= Ernest Henshaw =

Australian politician

Ernest Percival Henshaw (4 September 1870 – 11 June 1950) was a Labor Party politician who became a Member of the Western Australian Legislative Assembly.

Born in Geelong, Victoria on 4 September 1870, Henshaw was the son of cabinet maker John Henshaw and Frances née Lamb. Nothing is known of his childhood, except that he was apprenticed as a carpenter. By 1892 he was working as a carpenter and living in Clifton Hill, and on 17 August of that year he married Julia Emma Wildy. They had a son and two daughters.

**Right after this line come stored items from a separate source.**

//! # agent_core - Football Agent Career Simulation Engine
//!
//! Headless season engine for a football agent game: a generated world of
//! clubs and players across national leagues, weekly fixtures with a
//! statistical match model, transfers and contracts, season-end awards and
//! promotion/relegation, and the agent's own career (clients, commission,
//! training).
//!
//! ## Features
//! - Seedable, replayable simulation (same seed = same career)
//! - Week passes are atomic: a failed pass leaves the world untouched
//! - JSON-plain world state that round-trips through a text blob
//! - JSON API for UI integration

// Struct initialization pattern used intentionally
#![allow(clippy::field_reassign_with_default)]
// Simulation entry points thread world, config and rng together
#![allow(clippy::too_many_arguments)]
// Loop style - can fix incrementally
#![allow(clippy::needless_range_loop)]

pub mod api;
pub mod career;
pub mod config;
pub mod engine;
pub mod error;
pub mod generation;
pub mod market;
pub mod match_sim;
pub mod models;
pub mod player;
pub mod random;
pub mod save;
pub mod season;
pub mod state;
pub mod strength;

// Re-export main API functions
pub use api::{
    mark_notification_read_json, new_game_json, recruit_player_json, simulate_week_json,
    train_player_json, transfer_player_json,
};
pub use error::{EngineError, Result};

// Re-export the engine surface
pub use career::{RecruitOutcome, TrainingIntensity, TrainingOutcome};
pub use config::EngineConfig;
pub use engine::Engine;
pub use market::TransferOutcome;
pub use random::GameRng;
pub use season::WeekSummary;
pub use state::WorldState;

// Re-export save system
pub use save::{FileSaveStore, GameSave, MemorySaveStore, SaveError, SaveStore};

// Version information
pub const VERSION: &str = env!("CARGO_PKG_VERSION");
pub const SCHEMA_VERSION: u8 = 1;
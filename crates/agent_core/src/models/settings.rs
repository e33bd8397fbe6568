use serde::{Deserialize, Serialize};
use std::fmt;
use std::str::FromStr;

#[derive(Debug, Clone, Copy, Serialize, Deserialize, PartialEq, Eq, Hash, Default)]
#[serde(rename_all = "lowercase")]
pub enum Difficulty {
    Easy,
    #[default]
    Normal,
    Hard,
}

impl Difficulty {
    pub fn as_str(&self) -> &'static str {
        match self {
            Difficulty::Easy => "easy",
            Difficulty::Normal => "normal",
            Difficulty::Hard => "hard",
        }
    }
}

impl fmt::Display for Difficulty {
    fn fmt(&self, f: &mut fmt::Formatter) -> fmt::Result {
        f.write_str(self.as_str())
    }
}

impl FromStr for Difficulty {
    type Err = String;

    fn from_str(s: &str) -> Result<Self, Self::Err> {
        match s.trim().to_ascii_lowercase().as_str() {
            "easy" => Ok(Difficulty::Easy),
            "normal" => Ok(Difficulty::Normal),
            "hard" => Ok(Difficulty::Hard),
            other => Err(format!("Unknown difficulty: {}", other)),
        }
    }
}

#[derive(Debug, Clone, Copy, Serialize, Deserialize, PartialEq, Eq, Default)]
#[serde(rename_all = "lowercase")]
pub enum SimulationSpeed {
    Slow,
    #[default]
    Normal,
    Fast,
}

/// Preferences that travel with the save
#[derive(Debug, Clone, Serialize, Deserialize, PartialEq)]
pub struct GameSettings {
    pub difficulty: Difficulty,
    pub auto_save: bool,
    pub simulation_speed: SimulationSpeed,
}

impl Default for GameSettings {
    fn default() -> Self {
        Self { difficulty: Difficulty::Normal, auto_save: true, simulation_speed: SimulationSpeed::Normal }
    }
}

#[cfg(test)]
mod tests {
    use super::*;

    #[test]
    fn test_difficulty_parsing() {
        assert_eq!("Normal".parse::<Difficulty>(), Ok(Difficulty::Normal));
        assert_eq!("hard".parse::<Difficulty>(), Ok(Difficulty::Hard));
        assert!("legendary".parse::<Difficulty>().is_err());
    }
}
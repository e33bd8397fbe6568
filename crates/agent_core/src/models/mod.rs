//! World data model: players, clubs, tables, fixtures, agent and logs.
//!
//! Every type here is JSON-plain (numbers, strings, booleans, arrays, nested
//! objects) so a whole world round-trips through a text blob.

pub mod agent;
pub mod awards;
pub mod club;
pub mod fixture;
pub mod league;
pub mod nation;
pub mod notification;
pub mod player;
pub mod settings;

pub use agent::Agent;
pub use awards::{
    AwardRecord, SeasonAwards, SeasonStatistics, TeamOfSeason, TeamOfSeasonSlot, TopScorerEntry,
    TransferRecord,
};
pub use club::{
    AssistantQuality, Club, CoachExperience, Division, Facilities, Formation, ManagerStyle,
    MarketingLevel, Staff,
};
pub use fixture::{Fixture, MatchEvent, MatchResult};
pub use league::{league_name, LeagueTableEntry, LeagueTables};
pub use nation::Nationality;
pub use notification::{Notification, NotificationKind, NotificationLog};
pub use player::{
    Attribute, Contract, Personality, PlayStyle, Player, PlayerAttributes, PlayerId, PlayerRef,
    Position, SeasonStats, FREE_AGENT,
};
pub use settings::{Difficulty, GameSettings, SimulationSpeed};
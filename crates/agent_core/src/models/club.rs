use super::nation::Nationality;
use super::player::PlayStyle;
use serde::{Deserialize, Serialize};
use std::fmt;

#[derive(Debug, Clone, Copy, Serialize, Deserialize, PartialEq, Eq, Hash, PartialOrd, Ord)]
pub enum Division {
    First,
    Second,
    Third,
}

impl Division {
    pub const ALL: [Division; 3] = [Division::First, Division::Second, Division::Third];

    pub fn index(&self) -> usize {
        match self {
            Division::First => 0,
            Division::Second => 1,
            Division::Third => 2,
        }
    }

    /// 1-based division number used in league names
    pub fn number(&self) -> u8 {
        self.index() as u8 + 1
    }

    /// Inclusive bounds of club strength in this division
    pub fn strength_band(&self) -> (f64, f64) {
        match self {
            Division::First => (70.0, 99.0),
            Division::Second => (60.0, 85.0),
            Division::Third => (50.0, 75.0),
        }
    }

    /// Strength of a club without any player
    pub fn fallback_strength(&self) -> f64 {
        match self {
            Division::First => 75.0,
            Division::Second => 65.0,
            Division::Third => 55.0,
        }
    }

    /// Budget range in millions
    pub fn budget_range(&self) -> (f64, f64) {
        match self {
            Division::First => (50.0, 500.0),
            Division::Second => (10.0, 100.0),
            Division::Third => (1.0, 20.0),
        }
    }

    /// The division below, if any
    pub fn lower(&self) -> Option<Division> {
        match self {
            Division::First => Some(Division::Second),
            Division::Second => Some(Division::Third),
            Division::Third => None,
        }
    }

    /// The division above, if any
    pub fn higher(&self) -> Option<Division> {
        match self {
            Division::First => None,
            Division::Second => Some(Division::First),
            Division::Third => Some(Division::Second),
        }
    }

    /// Division for the n-th club (0-based) of a country's ordered club list
    pub fn for_rank(rank: usize) -> Division {
        match rank {
            0..=9 => Division::First,
            10..=19 => Division::Second,
            _ => Division::Third,
        }
    }
}

impl fmt::Display for Division {
    fn fmt(&self, f: &mut fmt::Formatter) -> fmt::Result {
        write!(f, "Division {}", self.number())
    }
}

#[derive(Debug, Clone, Copy, Serialize, Deserialize, PartialEq, Eq)]
pub enum CoachExperience {
    Experienced,
    Beginner,
    Veteran,
}

#[derive(Debug, Clone, Copy, Serialize, Deserialize, PartialEq, Eq)]
pub enum AssistantQuality {
    Good,
    Regular,
    Beginner,
}

#[derive(Debug, Clone, Copy, Serialize, Deserialize, PartialEq, Eq)]
pub enum ManagerStyle {
    Efficient,
    Bureaucratic,
    Charismatic,
}

#[derive(Debug, Clone, Copy, Serialize, Deserialize, PartialEq, Eq)]
pub enum MarketingLevel {
    Expert,
    Regular,
    Beginner,
}

#[derive(Debug, Clone, Copy, Serialize, Deserialize, PartialEq, Eq)]
pub enum Formation {
    #[serde(rename = "4-3-3")]
    F433,
    #[serde(rename = "4-4-2")]
    F442,
    #[serde(rename = "3-5-2")]
    F352,
    #[serde(rename = "4-2-3-1")]
    F4231,
}

impl Formation {
    pub const ALL: [Formation; 4] = [Formation::F433, Formation::F442, Formation::F352, Formation::F4231];

    pub fn label(&self) -> &'static str {
        match self {
            Formation::F433 => "4-3-3",
            Formation::F442 => "4-4-2",
            Formation::F352 => "3-5-2",
            Formation::F4231 => "4-2-3-1",
        }
    }
}

/// Backroom staff; flavour only, never read by the strength model
#[derive(Debug, Clone, Serialize, Deserialize, PartialEq)]
pub struct Staff {
    pub coach: CoachExperience,
    pub assistant_coach: AssistantQuality,
    pub manager: ManagerStyle,
    pub scouts: u8,
    pub physios: u8,
    pub psychologists: u8,
    pub fitness_coaches: u8,
    pub marketing: MarketingLevel,
}

/// Facility levels, 1-5 each
#[derive(Debug, Clone, Serialize, Deserialize, PartialEq)]
pub struct Facilities {
    pub stadium: u8,
    pub training_center: u8,
    pub medical_center: u8,
    pub youth_academy: u8,
}

/// A club. Season totals (points, goals) are not stored here; they are read
/// from the club's league-table row through `WorldState::club_totals`.
#[derive(Debug, Clone, Serialize, Deserialize, PartialEq)]
pub struct Club {
    pub name: String,
    pub country: Nationality,
    pub division: Division,
    pub budget: f64,
    /// Budget the club is reset to at each season start
    pub base_budget: f64,
    /// Prestige tier 1-10
    pub fame: u8,
    pub popularity: u8,
    /// Competitive strength, bounded by the division band
    pub strength: f64,
    pub staff: Staff,
    pub facilities: Facilities,
    pub play_style: PlayStyle,
    pub formation: Formation,
}

impl Club {
    /// League key, e.g. "Spain Division 1"
    pub fn league(&self) -> String {
        super::league::league_name(self.country, self.division)
    }
}
//! Season awards, team of the season and the scorer leaderboard
//!
//! All rankings are stable sorts over the player list, so ties go to the
//! player who comes first in the world's player order.

use std::cmp::Ordering;

use crate::config::AwardThresholds;
use crate::models::{
    AwardRecord, Player, Position, SeasonAwards, TeamOfSeason, TeamOfSeasonSlot, TopScorerEntry,
};
use crate::strength::BEST_XI_SHAPE;

fn record(season: u32, player: &Player, stat: Option<f64>) -> AwardRecord {
    AwardRecord {
        season,
        player_id: player.id,
        player_name: player.name.clone(),
        club: player.club.clone(),
        stat,
    }
}

fn contribution(player: &Player) -> f64 {
    player.season.goals as f64 + player.season.assists as f64 * 0.7
}

/// Higher average first, then goals + 0.7 × assists
fn by_rating_then_contribution(a: &&Player, b: &&Player) -> Ordering {
    b.season
        .average_performance
        .total_cmp(&a.season.average_performance)
        .then(contribution(b).total_cmp(&contribution(a)))
}

fn by_rating(a: &&Player, b: &&Player) -> Ordering {
    b.season.average_performance.total_cmp(&a.season.average_performance)
}

/// First player by a stable ordering
fn best<'a, F>(players: impl Iterator<Item = &'a Player>, order: F) -> Option<&'a Player>
where
    F: FnMut(&&'a Player, &&'a Player) -> Ordering,
{
    let mut ranked: Vec<&Player> = players.collect();
    ranked.sort_by(order);
    ranked.first().copied()
}

pub fn compute_awards(players: &[Player], season: u32, thresholds: &AwardThresholds) -> SeasonAwards {
    let golden_ball = best(
        players.iter().filter(|p| {
            p.season.matches_played >= thresholds.golden_ball_matches
                && p.season.average_performance >= thresholds.golden_ball_rating
        }),
        by_rating_then_contribution,
    )
    .map(|p| record(season, p, None));

    let golden_boot = best(players.iter(), |a, b| b.season.goals.cmp(&a.season.goals))
        .map(|p| record(season, p, Some(p.season.goals as f64)));

    let golden_glove = best(
        players.iter().filter(|p| {
            p.position == Position::Goalkeeper && p.season.matches_played >= thresholds.golden_glove_matches
        }),
        |a, b| b.season.clean_sheets.cmp(&a.season.clean_sheets),
    )
    .map(|p| record(season, p, Some(p.season.clean_sheets as f64)));

    let best_young_player = best(
        players.iter().filter(|p| {
            p.age <= thresholds.young_player_max_age && p.season.matches_played >= thresholds.young_player_matches
        }),
        by_rating_then_contribution,
    )
    .map(|p| record(season, p, None));

    let most_assists = best(players.iter(), |a, b| b.season.assists.cmp(&a.season.assists))
        .map(|p| record(season, p, Some(p.season.assists as f64)));

    let best_defender = best(
        players.iter().filter(|p| {
            p.position == Position::Defender && p.season.matches_played >= thresholds.best_defender_matches
        }),
        by_rating,
    )
    .map(|p| record(season, p, None));

    SeasonAwards {
        season,
        golden_ball,
        golden_boot,
        golden_glove,
        best_young_player,
        most_assists,
        best_defender,
        team_of_season: team_of_season(players, thresholds.team_of_season_matches),
    }
}

/// One keeper, four defenders, four midfielders and two forwards by average rating
pub fn team_of_season(players: &[Player], min_matches: u32) -> TeamOfSeason {
    let mut lines: Vec<Vec<TeamOfSeasonSlot>> = Position::ALL
        .iter()
        .map(|&position| {
            let mut ranked: Vec<&Player> = players
                .iter()
                .filter(|p| p.position == position && p.season.matches_played >= min_matches)
                .collect();
            ranked.sort_by(by_rating);
            ranked
                .into_iter()
                .take(BEST_XI_SHAPE[position.index()])
                .map(|p| TeamOfSeasonSlot {
                    player_id: p.id,
                    player_name: p.name.clone(),
                    position: p.position,
                    club: p.club.clone(),
                    average_performance: p.season.average_performance,
                })
                .collect()
        })
        .collect();

    let forwards = lines.pop().unwrap_or_default();
    let midfielders = lines.pop().unwrap_or_default();
    let defenders = lines.pop().unwrap_or_default();
    let goalkeeper = lines.pop().unwrap_or_default();
    TeamOfSeason { goalkeeper, defenders, midfielders, forwards }
}

/// Players with at least one goal, most goals first
pub fn top_scorers(players: &[Player], limit: usize) -> Vec<TopScorerEntry> {
    let mut scorers: Vec<&Player> = players.iter().filter(|p| p.season.goals > 0).collect();
    scorers.sort_by(|a, b| b.season.goals.cmp(&a.season.goals));
    scorers
        .into_iter()
        .take(limit)
        .map(|p| TopScorerEntry {
            player_id: p.id,
            player_name: p.name.clone(),
            club: p.club.clone(),
            goals: p.season.goals,
            assists: p.season.assists,
        })
        .collect()
}

#[cfg(test)]
mod tests {
    use super::*;
    use crate::player::test_support::sample_player;

    fn player(id: u32, position: Position, age: u8, ratings: &[f64]) -> Player {
        let mut p = sample_player(age, 70);
        p.id = id;
        p.name = format!("Player {}", id);
        p.position = position;
        for &r in ratings {
            p.season.record_performance(r);
        }
        p
    }

    #[test]
    fn test_golden_ball_thresholds_and_tiebreak() {
        let mut a = player(1, Position::Midfielder, 27, &[7.5; 20]);
        a.season.goals = 3;
        let mut b = player(2, Position::Forward, 27, &[7.5; 20]);
        b.season.goals = 4;
        let c = player(3, Position::Forward, 27, &[9.0; 19]);
        let d = player(4, Position::Forward, 27, &[6.9; 30]);

        let awards = compute_awards(&[a, b, c, d], 1, &AwardThresholds::default());
        assert_eq!(awards.golden_ball.unwrap().player_id, 2);
    }

    #[test]
    fn test_empty_categories_are_none() {
        let players = vec![player(1, Position::Forward, 30, &[6.0; 5])];
        let awards = compute_awards(&players, 4, &AwardThresholds::default());
        assert!(awards.golden_ball.is_none());
        assert!(awards.golden_glove.is_none());
        assert!(awards.best_young_player.is_none());
        assert!(awards.best_defender.is_none());
        assert!(awards.team_of_season.is_empty());
        // counting awards have no minimum
        assert_eq!(awards.golden_boot.unwrap().season, 4);
    }

    #[test]
    fn test_counting_awards_carry_stat() {
        let mut keeper = player(1, Position::Goalkeeper, 30, &[6.0; 15]);
        keeper.season.clean_sheets = 9;
        let mut striker = player(2, Position::Forward, 22, &[7.0; 15]);
        striker.season.goals = 12;
        striker.season.assists = 2;
        let mut creator = player(3, Position::Midfielder, 26, &[6.5; 15]);
        creator.season.assists = 8;

        let awards = compute_awards(&[keeper, striker, creator], 2, &AwardThresholds::default());
        assert_eq!(awards.golden_glove.unwrap().stat, Some(9.0));
        assert_eq!(awards.golden_boot.unwrap().stat, Some(12.0));
        let assists = awards.most_assists.unwrap();
        assert_eq!((assists.player_id, assists.stat), (3, Some(8.0)));
        assert_eq!(awards.best_young_player.unwrap().player_id, 2);
    }

    #[test]
    fn test_team_of_season_shape() {
        let mut players = Vec::new();
        let mut id = 1;
        for position in Position::ALL {
            for k in 0..6 {
                players.push(player(id, position, 26, &vec![6.0 + k as f64 * 0.1; 20]));
                id += 1;
            }
        }
        let team = team_of_season(&players, 20);
        assert_eq!(team.goalkeeper.len(), 1);
        assert_eq!(team.defenders.len(), 4);
        assert_eq!(team.midfielders.len(), 4);
        assert_eq!(team.forwards.len(), 2);
        assert!(team.defenders.windows(2).all(|w| w[0].average_performance >= w[1].average_performance));
    }

    #[test]
    fn test_top_scorers_skip_goalless() {
        let mut players: Vec<Player> = (1..=30).map(|i| player(i, Position::Forward, 25, &[])).collect();
        for (i, p) in players.iter_mut().enumerate().take(25) {
            p.season.goals = i as u32 + 1;
        }
        let board = top_scorers(&players, 20);
        assert_eq!(board.len(), 20);
        assert_eq!(board[0].goals, 25);
        assert!(board.iter().all(|e| e.goals > 0));
    }
}
use std::collections::HashSet;

use lz4_flex::{compress_prepend_size, decompress_size_prepended};
use rmp_serde::{from_slice, to_vec_named};
use serde::{Deserialize, Serialize};
use sha2::{Digest, Sha256};
use time::OffsetDateTime;
use uuid::Uuid;

use super::error::SaveError;
use super::SAVE_VERSION;
use crate::state::WorldState;

/// Upper bound on the player pool accepted from a save
const MAX_PLAYERS: usize = 100_000;

/// Summary shown in save listings without touching the world
#[derive(Serialize, Deserialize, Debug, Clone, PartialEq)]
pub struct SaveDetails {
    pub agent: String,
    pub balance: f64,
    pub reputation: f64,
    pub season: u32,
    pub week: u32,
    pub clients: usize,
}

impl SaveDetails {
    pub fn of(world: &WorldState) -> Self {
        Self {
            agent: world.agent.name.clone(),
            balance: world.agent.balance,
            reputation: world.agent.reputation,
            season: world.season,
            week: world.week,
            clients: world.agent.clients.len(),
        }
    }
}

/// Save envelope: metadata plus the full world
#[derive(Serialize, Deserialize, Debug, Clone, PartialEq)]
pub struct GameSave {
    /// Save format version for migration
    pub version: u32,

    /// Unique save id (regenerated on import)
    pub id: String,

    /// Save timestamp (unix milliseconds)
    pub timestamp: u64,

    pub name: String,
    pub details: SaveDetails,
    pub world: WorldState,
}

impl GameSave {
    /// Wrap a world; an empty name becomes "Save - Season s, Week w"
    pub fn new(name: &str, world: WorldState) -> Self {
        let name = if name.trim().is_empty() {
            format!("Save - Season {}, Week {}", world.season, world.week)
        } else {
            name.to_string()
        };
        Self {
            version: SAVE_VERSION,
            id: Uuid::new_v4().to_string(),
            timestamp: current_timestamp(),
            name,
            details: SaveDetails::of(&world),
            world,
        }
    }

    pub fn update_timestamp(&mut self) {
        self.timestamp = current_timestamp();
    }

    pub fn refresh_id(&mut self) {
        self.id = Uuid::new_v4().to_string();
    }

    pub fn validate(&self) -> Result<(), SaveError> {
        validate_world(&self.world)
    }
}

/// Structural checks a loaded world must pass
pub fn validate_world(world: &WorldState) -> Result<(), SaveError> {
    if world.players.len() > MAX_PLAYERS {
        return Err(SaveError::DataTooLarge { size: world.players.len() });
    }

    let mut player_ids = HashSet::new();
    for player in &world.players {
        if !player_ids.insert(player.id) {
            return Err(SaveError::corrupted(format!("duplicate player id {}", player.id)));
        }
    }

    let mut club_names = HashSet::new();
    for club in &world.clubs {
        if !club_names.insert(club.name.as_str()) {
            return Err(SaveError::corrupted(format!("duplicate club {}", club.name)));
        }
    }

    Ok(())
}

/// World → JSON text (every field JSON-plain)
pub fn world_to_json(world: &WorldState) -> Result<String, SaveError> {
    Ok(serde_json::to_string(world)?)
}

/// JSON text → world; the result is validated
pub fn world_from_json(json: &str) -> Result<WorldState, SaveError> {
    let world: WorldState = serde_json::from_str(json)?;
    validate_world(&world)?;
    Ok(world)
}

/// Serialize and compress game save data
pub fn serialize_and_compress(save: &GameSave) -> Result<Vec<u8>, SaveError> {
    save.validate()?;

    // 1. MessagePack with field names
    let msgpack = to_vec_named(save)?;

    // 2. LZ4, size prepended
    let compressed = compress_prepend_size(&msgpack);

    // 3. SHA-256 trailer
    let checksum = Sha256::digest(&compressed);
    let mut result = compressed;
    result.extend_from_slice(&checksum);

    Ok(result)
}

/// Decompress and deserialize game save data
pub fn decompress_and_deserialize(bytes: &[u8]) -> Result<GameSave, SaveError> {
    // size header + checksum
    if bytes.len() < 4 + 32 {
        return Err(SaveError::corrupted("save data is truncated"));
    }

    let (payload, checksum_bytes) = bytes.split_at(bytes.len() - 32);
    let calculated = Sha256::digest(payload);
    if &calculated[..] != checksum_bytes {
        return Err(SaveError::ChecksumMismatch);
    }

    let msgpack = decompress_size_prepended(payload).map_err(|_| SaveError::Decompression)?;
    let save: GameSave = from_slice(&msgpack)?;

    if save.version > SAVE_VERSION {
        return Err(SaveError::VersionMismatch { found: save.version, expected: SAVE_VERSION });
    }

    Ok(save)
}

pub fn current_timestamp() -> u64 {
    (OffsetDateTime::now_utc().unix_timestamp_nanos() / 1_000_000) as u64
}
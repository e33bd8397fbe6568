//! Season-end player development
//!
//! A development factor is built from the player's (new) age, season rating
//! and playing time. The overall moves by that factor:
//! - growth stops once the overall reaches the hidden potential
//! - decline never takes the overall below 50
//! - every attribute also takes a nudge of `factor × 0.7 × U(0,1)`
//! - a development-plan attribute gets an extra flat +1..3
//!
//! The position-weighted attributes are then stepped until the derived
//! overall lands on its target, so the overall stays derivable.

use std::cmp::{Ordering, Reverse};

use crate::models::{Attribute, Player};
use crate::player::position_weights::PositionWeights;
use crate::random::GameRng;

/// Overall a declining player is never pushed below
pub const DECLINE_FLOOR: u8 = 50;

#[derive(Debug)]
pub struct DevelopmentCalculator;

impl DevelopmentCalculator {
    /// Age term, evaluated after the birthday
    pub fn age_term(age: u8) -> f64 {
        match age {
            a if a < 23 => 3.0,
            a if a < 28 => 1.0,
            a if a < 32 => 0.5,
            a => -((a as f64) - 31.0) * 0.5,
        }
    }

    pub fn performance_term(average_performance: f64) -> f64 {
        if average_performance > 7.5 {
            2.0
        } else if average_performance > 6.5 {
            1.0
        } else {
            0.0
        }
    }

    pub fn playing_time_term(matches_played: u32) -> f64 {
        if matches_played > 30 {
            1.0
        } else if matches_played > 20 {
            0.5
        } else if matches_played < 10 {
            -1.0
        } else {
            0.0
        }
    }

    pub fn development_factor(age: u8, average_performance: f64, matches_played: u32) -> f64 {
        Self::age_term(age)
            + Self::performance_term(average_performance)
            + Self::playing_time_term(matches_played)
    }

    /// Overall the player should end the season on.
    ///
    /// The factor is rounded away from zero, so a half-point factor still
    /// moves the overall by one. Growth stops at the hidden potential and
    /// decline stops at the floor.
    pub fn target_overall(overall: u8, hidden_potential: u8, factor: f64) -> u8 {
        let delta = factor.round() as i32;
        let current = overall as i32;
        if delta > 0 {
            if overall >= hidden_potential {
                return overall;
            }
            (current + delta).min(hidden_potential as i32).min(99) as u8
        } else if delta < 0 {
            let floor = DECLINE_FLOOR.min(overall) as i32;
            (current + delta).max(floor) as u8
        } else {
            overall
        }
    }

    /// Age the player one year and develop them from this season's counters.
    ///
    /// Must run before the season counters are cleared.
    pub fn progress_season(player: &mut Player, rng: &mut GameRng) {
        player.age = player.age.saturating_add(1);
        let factor = Self::development_factor(
            player.age,
            player.season.average_performance,
            player.season.matches_played,
        );

        if let Some(plan) = player.development_plan {
            let bonus = rng.int_inclusive(1, 3) as i32;
            player.attributes.adjust(plan, bonus);
            player.recalculate_overall();
        }

        let target = Self::target_overall(player.overall, player.hidden_potential, factor);
        if factor != 0.0 {
            for attr in Attribute::ALL {
                let delta = (factor * 0.7 * rng.unit()).round() as i32;
                player.attributes.adjust(attr, delta);
            }
        }
        Self::settle_overall(player, target);

        player.potential = player.potential.max(player.overall);
        player.recalculate_all();
    }

    /// Step the position-weighted attributes one point at a time until the
    /// derived overall equals `target`.
    ///
    /// No weight reaches the total, so one step never moves the overall by
    /// more than one. Raising picks the lowest weighted attribute, lowering
    /// the highest, leaving the development-plan attribute alone. Stops early
    /// only when no attribute can move.
    fn settle_overall(player: &mut Player, target: u8) {
        let weights = PositionWeights::get_for_position(player.position);
        let weighted: Vec<Attribute> =
            Attribute::ALL.iter().copied().filter(|&attr| weights.weight_of(attr) > 0).collect();
        let plan = player.development_plan;

        loop {
            player.recalculate_overall();
            let attrs = &player.attributes;
            let step = match player.overall.cmp(&target) {
                Ordering::Equal => return,
                Ordering::Less => weighted
                    .iter()
                    .copied()
                    .filter(|&attr| attrs.get(attr) < 99)
                    .min_by_key(|&attr| (attrs.get(attr), Reverse(weights.weight_of(attr))))
                    .map(|attr| (attr, 1)),
                Ordering::Greater => weighted
                    .iter()
                    .copied()
                    .filter(|&attr| attrs.get(attr) > 1 && Some(attr) != plan)
                    .max_by_key(|&attr| (attrs.get(attr), weights.weight_of(attr)))
                    .map(|attr| (attr, -1)),
            };
            let Some((attr, delta)) = step else {
                return;
            };
            player.attributes.adjust(attr, delta);
        }
    }
}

Around 1894, Henshaw emigrated to Western Australia along with his brother and two sisters. Henshaw settled in Subiaco, working as a carpenter and joiner. He became active in the labour movement, becoming secretary of the Industrial Union of Carpenters and Joiners, and later president of the Coastal Trades and Labour Council. On 24 June 1904 he was elected to the Western Australian Legislative Assembly seat of Collie on a Labor ticket. He held the seat until the election of 27 October 1905, when he was defeated by John Ewing.

Henshaw held numerous official positions in the Australian Labor Party over the next five years. He contested the Australian House of Representatives seat of Perth in the election of 13 April 1910 but was unsuccessful. In 1911 he was heavily involved in the design and construction of the Perth Trades Hall, but later that year he left the party over a dispute.

During World War I Henshaw was the foreman carpenter for the Henderson Naval Base project. He later became a building surveyor, and in the late 1930s he helped form the Institute of Quantity Surveyors. In 1947 he rejoined the Labor party. He died at Subiaco on 11 June 1950, and was cremated at Karrakatta Cemetery.

His grandson, David Henshaw, was a member of the Victorian Legislative Council from 1982 to 1996, representing Geelong Province.